Main Reasons Why U.S. Still Doesn’t See Offshore Wind Turbines

Main Reasons Why U.S. Still Doesn’t See Offshore Wind Turbines

Even though offshore wind plans got moving more rapidly in the last few months, there are still no offshore wind turbines “blowing” energy into the United States’ homes.

While Europe and China are leading in this energy sector, there are top four reasons why the U.S. did not put any wind turbines off its shores so far, according to The Guardian.

First of all, the financial support from the Federal Government is still not enough to put the wind energy in the spot to compete with fossil fuels. The Congress extended the Production Tax Credit (PTC) and the Incentive Tax Credit (ITC) at the beginning of this year. However, the renewables industry needs better support from the Government, as it currently relies mostly on private investments.

Secondly, issues on environmental and visual impact are blocking the way to offshore wind proposals. The opposition to offshore wind farms, based on these issues, is very strong and vocal in the U.S. “Wildlife issues are often used as a reason to oppose a project even by those who have never cared about animals before,” The Guardian quotes Catherine Bowes, a senior analyst with the National Wildlife Federation.

Furthermore, there is no appropriate equipment to handle huge and heavy wind turbine components. Nevertheless, New Jersey-based Weeks Marine is constructing the country’s first wind turbine vessel, expected to be completed by 2014.

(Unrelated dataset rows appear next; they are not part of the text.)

//! Core types for stockledger
//!
//! This crate provides the fundamental types shared by the valuation engine,
//! the importer and the report tools:
//!
//! - [`Item`] and [`ItemKind`] - Master records (inventory items and accounts)
//! - [`OpeningPosition`] - Opening quantity and value of an item
//! - [`Transaction`] and [`Movement`] - Dated stock/account movements
//! - [`DateWindow`] - Optional inclusive reporting window
//! - [`Valuation`], [`LedgerRow`], [`BalanceSummary`] - Engine output records
//! - [`TransactionFeed`] - The seam between data sources and reports
//!
//! # Example
//!
//! ```
//! use stockledger_core::{Movement, NaiveDate, Transaction};
//! use rust_decimal_macros::dec;
//!
//! let date = NaiveDate::from_ymd_opt(2024, 1, 15).unwrap();
//! let purchase = Transaction::new(1001, date, dec!(50)).with_amount(dec!(500));
//!
//! assert_eq!(
//!     purchase.movement(),
//!     Movement::Inbound { quantity: dec!(50), amount: dec!(500) }
//! );
//! ```

#![forbid(unsafe_code)]
#![warn(missing_docs)]

pub mod feed;
pub mod item;
pub mod position;
pub mod record;
pub mod transaction;
pub mod window;

pub use feed::{FeedError, TransactionFeed};
pub use item::{Item, ItemKind};
pub use position::OpeningPosition;
pub use record::{
    round2, BalanceResult, BalanceSummary, LedgerRow, Valuation, ValuationResult,
    OPENING_BALANCE_LABEL,
};
pub use transaction::{sort_transactions, Movement, Transaction};
pub use window::DateWindow;

// Re-export commonly used external types
pub use chrono::NaiveDate;
pub use rust_decimal::Decimal;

What is more, foreign vessels   are subject to a law called the Jones Act from 1920, which obliges any ship that sails between two U.S. ports to fly a U.S. flag and to be registered in the U.S. Once the offshore wind turbine foundation is installed ‒ it counts as a port. This means that wind turbine installation vessels sailing from European countries would not be able to dock in the U.S.

Finally, there is the state-federal tension. The licenses for the U.S. sites are awarded by the Federal Government, and the contracts with utilities are sorted by the state governments. Developers, which have already been chosen by some states to construct offshore wind projects, are concerned that the regulations from the federal Bureau of Ocean Energy Management (BOEM) on auctions of the offshore wind areas will lead to a competition between them and other developers that will apply.